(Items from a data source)

---

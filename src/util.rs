use crate::constants::MAX_EVENT_SECONDS;

/// Number of samples needed to hold `duration` seconds of audio, rounded to the nearest sample.
///
/// Non-finite, zero or negative durations and a zero sample rate all produce an empty buffer.
/// Durations beyond [`MAX_EVENT_SECONDS`] are clamped to it.
pub fn sample_count(duration: f32, sample_rate: u32) -> usize {
    let duration = duration as f64;
    if !(duration.is_finite() && duration > 0.0) {
        return 0;
    }
    (duration.min(MAX_EVENT_SECONDS) * sample_rate as f64).round() as usize
}

/// Number of whole samples in `seconds`, truncated. Used for fixed offsets inside a sound.
pub fn offset_samples(seconds: f64, sample_rate: u32) -> usize {
    (seconds * sample_rate as f64) as usize
}

/// Time in seconds of sample `idx`.
#[inline]
pub fn sample_time(idx: usize, sample_rate: u32) -> f32 {
    (idx as f64 / sample_rate as f64) as f32
}

/// Largest absolute sample value.
pub fn peak(samples: &[f32]) -> f32 {
    samples.iter().fold(0.0f32, |peak, s| peak.max(s.abs()))
}
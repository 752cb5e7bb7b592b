//! Structured representation of a multi-voice score.
//!
//! A [`Score`] is built once from notation text by [`parse`] and is immutable afterwards.

use crate::constants::{DEFAULT_BASE_LENGTH, DEFAULT_TEMPO};
use std::collections::BTreeMap;

pub use parser::parse;

mod parser;

/// A single timed event in a voice, with its duration in beats (quarter notes).
#[derive(Debug, Clone, PartialEq)]
pub enum NoteEvent {
    /// A single pitched note or percussion hit.
    Note { symbol: String, beats: f32 },
    /// Several pitches sounding together. Always holds at least one symbol.
    Chord { symbols: Vec<String>, beats: f32 },
    /// Silence.
    Rest { beats: f32 },
}

impl NoteEvent {
    /// Duration of the event in beats.
    pub fn beats(&self) -> f32 {
        match self {
            NoteEvent::Note { beats, .. } => *beats,
            NoteEvent::Chord { beats, .. } => *beats,
            NoteEvent::Rest { beats } => *beats,
        }
    }
}

/// One notated part, rendered independently before mixing.
#[derive(Debug, Clone, PartialEq)]
pub struct Voice {
    pub id: u32,
    pub name: String,
    /// Events in playback order.
    pub events: Vec<NoteEvent>,
}

impl Voice {
    pub fn new(id: u32, name: impl Into<String>, events: Vec<NoteEvent>) -> Self {
        Self {
            id,
            name: name.into(),
            events,
        }
    }

    /// Total length of the voice in beats.
    pub fn total_beats(&self) -> f32 {
        self.events.iter().map(NoteEvent::beats).sum()
    }
}

#[derive(Debug, Clone, PartialEq)]
pub struct Score {
    /// Quarter notes per minute.
    pub tempo: u32,
    /// Denominator of the base note length, e.g. `8` for `L:1/8`.
    pub base_length: u32,
    /// Voices keyed by their identifier; iteration order is mix order.
    pub voices: BTreeMap<u32, Voice>,
}

impl Default for Score {
    fn default() -> Self {
        Self {
            tempo: DEFAULT_TEMPO,
            base_length: DEFAULT_BASE_LENGTH,
            voices: BTreeMap::new(),
        }
    }
}

impl Score {
    /// Parses notation text. Never fails; see [`parse`].
    pub fn parse(text: &str) -> Self {
        parse(text)
    }

    /// A score without voices has nothing to render.
    pub fn is_empty(&self) -> bool {
        self.voices.is_empty()
    }

    pub fn voices(&self) -> impl Iterator<Item = &Voice> {
        self.voices.values()
    }
}
pub use self::cannon::cannon;
pub use self::chord::chord;
pub use self::explosion::explosion;
pub use self::oscillators::Waveform;
pub use self::snare::{snare, SnarePreset};
pub use self::timpani::timpani;
pub use self::tone::tone;
use crate::util::sample_count;
use rand::Rng;

mod cannon;
mod chord;
mod envelope;
mod explosion;
pub mod noise;
pub mod oscillators;
mod snare;
mod timpani;
mod tone;

/// A fully configured sound source for a single pitched event.
#[derive(Debug, Clone, Copy, PartialEq)]
pub enum Instrument {
    Tone { waveform: Waveform, amplitude: f32 },
    Timpani { amplitude: f32 },
    Snare { preset: SnarePreset, amplitude: f32 },
    Cannon { amplitude: f32 },
    Explosion { amplitude: f32 },
    /// Produces zeros for the duration of the event.
    Silence,
}

impl Instrument {
    /// Renders one event. Unpitched instruments ignore `frequency`.
    pub fn synthesize<R: Rng + ?Sized>(
        &self,
        frequency: f32,
        duration: f32,
        sample_rate: u32,
        rng: &mut R,
    ) -> Vec<f32> {
        match *self {
            Instrument::Tone {
                waveform,
                amplitude,
            } => tone(frequency, duration, sample_rate, amplitude, waveform),
            Instrument::Timpani { amplitude } => {
                timpani(frequency, duration, sample_rate, amplitude, rng)
            }
            Instrument::Snare { preset, amplitude } => {
                snare(duration, sample_rate, amplitude, preset, rng)
            }
            Instrument::Cannon { amplitude } => {
                cannon(frequency, duration, sample_rate, amplitude, rng)
            }
            Instrument::Explosion { amplitude } => {
                explosion(frequency, duration, sample_rate, amplitude, rng)
            }
            Instrument::Silence => vec![0.0; sample_count(duration, sample_rate)],
        }
    }
}
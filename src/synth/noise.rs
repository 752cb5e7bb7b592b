use rand::Rng;
use std::f64::consts::PI;

/// Draws a normally distributed sample with zero mean, using the Box-Muller transform.
pub fn gaussian<R: Rng + ?Sized>(rng: &mut R, std_dev: f32) -> f32 {
    // `gen` is in [0, 1); flip it so the logarithm never sees zero.
    let u1 = 1.0 - rng.gen::<f64>();
    let u2 = rng.gen::<f64>();
    let z = (-2.0 * u1.ln()).sqrt() * (2.0 * PI * u2).cos();
    z as f32 * std_dev
}

/// A buffer of Gaussian white noise.
pub fn white_noise<R: Rng + ?Sized>(rng: &mut R, len: usize, std_dev: f32) -> Vec<f32> {
    (0..len).map(|_| gaussian(rng, std_dev)).collect()
}

/// Runs the buffer through an all-pole recursive filter, in place:
/// `y[i] = x[i] + feedback[0] * y[i - 1] + feedback[1] * y[i - 2] + ...`.
///
/// The first `feedback.len()` samples pass through unchanged.
pub fn recursive_filter(samples: &mut [f32], feedback: &[f32]) {
    let order = feedback.len();
    for idx in order..samples.len() {
        let echo: f32 = feedback
            .iter()
            .enumerate()
            .map(|(k, coeff)| coeff * samples[idx - 1 - k])
            .sum();
        samples[idx] += echo;
    }
}
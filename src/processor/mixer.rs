use super::{Delay, Processor};
use crate::audio::buffer::{AudioBuffer, AudioBufferMut};
use itertools::Itertools;
use tracing::debug;

const NORMAL_GAINS: [f32; 5] = [1.0, 0.6, 0.7, 0.5, 0.5];
const INTENSE_GAINS: [f32; 5] = [1.1, 0.7, 0.8, 0.6, 0.9];
/// Gain for any track beyond the end of a profile's table.
const OVERFLOW_GAIN: f32 = 0.5;
/// Track position whose activity switches the mix to the intense profile.
const INTENSITY_TRACK: usize = 4;
const INTENSITY_THRESHOLD: f32 = 0.01;

/// A positional table of per-track gains.
#[derive(Debug, Clone, Copy, PartialEq, Eq)]
pub enum MixProfile {
    Normal,
    /// Used when the fifth track is audible, lifting everything so impacts cut through.
    Intense,
}

impl MixProfile {
    pub fn select(tracks: &[Vec<f32>]) -> Self {
        match tracks.get(INTENSITY_TRACK) {
            Some(track) if track.as_slice().peak() > INTENSITY_THRESHOLD => MixProfile::Intense,
            _ => MixProfile::Normal,
        }
    }

    pub fn gains(&self) -> &'static [f32] {
        match self {
            MixProfile::Normal => &NORMAL_GAINS,
            MixProfile::Intense => &INTENSE_GAINS,
        }
    }

    pub fn gain(&self, position: usize) -> f32 {
        self.gains().get(position).copied().unwrap_or(OVERFLOW_GAIN)
    }
}

/// Sums rendered tracks into one mono buffer and adds the room reverb.
pub struct Mixer {
    reverb: Delay,
}

impl Mixer {
    pub fn new(sample_rate: u32) -> Self {
        let mut reverb = Delay::reverb();
        reverb.set_sample_rate(sample_rate);
        Self { reverb }
    }

    /// Mixes `tracks` in order. Shorter tracks are treated as padded with trailing silence.
    pub fn mix(&mut self, tracks: &[Vec<f32>]) -> Vec<f32> {
        let len = tracks.iter().map(Vec::len).max().unwrap_or(0);
        let profile = MixProfile::select(tracks);
        debug!(
            ?profile,
            tracks = tracks.len(),
            gains = %tracks.iter().enumerate().map(|(idx, _)| profile.gain(idx)).join(", "),
            "Mixing"
        );

        let mut mixed = vec![0.0; len];
        for (idx, track) in tracks.iter().enumerate() {
            (&mut mixed[..track.len()]).add_scaled(track.as_slice(), profile.gain(idx));
        }
        self.reverb.process(&mut mixed);
        mixed
    }
}
use crate::audio::buffer::AudioBufferMut;

/// Quantizes a mastered signal to signed 16-bit PCM.
///
/// Samples are clamped to `[-1, 1]`, scaled by `i16::MAX` and truncated toward zero,
/// so full scale maps to ±32767 and `-32768` never occurs.
pub fn to_pcm_i16(samples: &[f32]) -> Vec<i16> {
    let mut clipped = samples.to_vec();
    clipped.as_mut_slice().clip(-1.0, 1.0);
    clipped.iter().map(|&s| pcm_from_sample(s)).collect()
}

fn pcm_from_sample(sample: f32) -> i16 {
    (sample * i16::MAX as f32) as i16
}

---

AIM OF THE EXERCISE
Looking at the entries above, count the lines that contain "rendered" and answer with only the number.

TASK SOLUTION
2